Lulu c'est le triple album de Saez qui vient de sortir et finalement la meilleure des synthèses c'est cette critique de Télérama, une critique dégueulasse, assassine, facile, mais malheureusement pas si loin de la vérité. Saez s'est lancé dans un concept de crowdfunding qui englobe, albums, tournée de concert, un packaging en quelque sorte mais vraiment en quelque sorte. En fin de l'année 2016, il sort la première partie et si certaines chansons sont vraiment de pures merveilles, il y a une gêne, la répétition, à la limite de l'obsession. L'album est écrit en réponse aux attentats et on tourne sur cinq chansons avec pas loin du même texte, la même idée, les mêmes mélodies d'ailleurs dont certaines qui font penser à de précédents albums. C'est discutable. Comprenez que si vous lisez du Michel Houellebecq, sans dire que vous lisez le même bouquin à chaque fois, vous avez quand même le style d'un gars très imprégné dans ses obsessions. Je pourrai d'ailleurs pousser la comparaison avec moi-même, il m'arrive de faire des billets qui sont similaires, comme si j'avais besoin de récrire quelque chose de façon régulière pour être sûr de l'avoir bien dit. Et puis il ne faut pas se mentir, je pense qu'on finit tous à tourner en rond à raconter plus ou moins les mêmes conneries, le renouvellement passe ailleurs, par de nouvelles passions, de nouvelles expériences.

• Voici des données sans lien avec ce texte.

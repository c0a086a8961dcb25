//! Items domain module.
//!
//! This crate contains the business rules for catalogued possessions, implemented
//! purely as deterministic domain logic (no IO, no HTTP, no storage).

pub mod category;
pub mod item;
pub mod rules;
pub mod summary;

pub use category::{Category, UnknownCategory, is_valid_category, valid_categories};
pub use item::{Item, ItemId, ItemInput, ItemPatch, ItemRecord};
pub use rules::{Violation, is_valid_date_format};
pub use summary::{CategoryCount, CategorySummary};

On arrive donc avec ce Lulu, qui se veut un triple album et le "malaise" est bien présent, avec un nouveau qui s'installe, la sensation de puiser dans mistral gagnant de Renaud en boucle, pas que Renaud d'ailleurs, du Brel à tous les étages. Je trouve qu'à cette sensation de déjà vu se rajoute une vulgarité exagérée quand l'auteur est capable de faire des textes magnifiques, et enfin un manque de rock, je suis un grand fan de pilules ou de cigarettes.

Vous ne me verrez pas écrire Saez c'était mieux avant. Saez c'est pour moi un véritable artiste, le gars qui calcule pas, et si à un moment il fait six fois la même chanson, s'il fait des textes outranciers, je ne peux que regarder et respecter, même si on sent que l'artiste n'a pas l'air d'aller bien, ça s'accompagne sûrement du côté autodestructeur des "vrais", les gars écorchés, Mano Solo en faisait partie. Cette lassitude, cette fatigue, ce malaise, enfin ce qu'on voudra, j'ai l'impression de le voir palpable sur scène. De plus en plus gros, de plus en plus statique, même s'il n'a jamais été très expansif, une sensation d'ennui.

J'écrivais dans le billet sur le micro d'argent que nous sommes désormais dans une période où l'on n'attend plus rien. Même si je ne suis pas emballé par ce dernier album, comme je n'étais pas emballé par Messina, mais pas déçu, ce serait comme être déçu par un animal, l'animal fait ce qu'il a à faire par instinct, je continue d'attendre le prochain Saez car Saez c'est le gars qui peut faire n'importe quoi, il n'a pas de plan de carrière, il n'a pas de calcul pour faire plaisir, il fait son job, être lui-même et je pense que ça doit pas être facile tous les jours.

Et puis quand tu entends ça, le Damien tout seul avec sa guitare, ou même à capella face à un public silencieux qui n'ose même pas chanter en coeur, face à un texte tellement magnifique que tu n'aurais jamais imaginer l'écrire, tu sais même pas comment finir ton billet, presque honteux.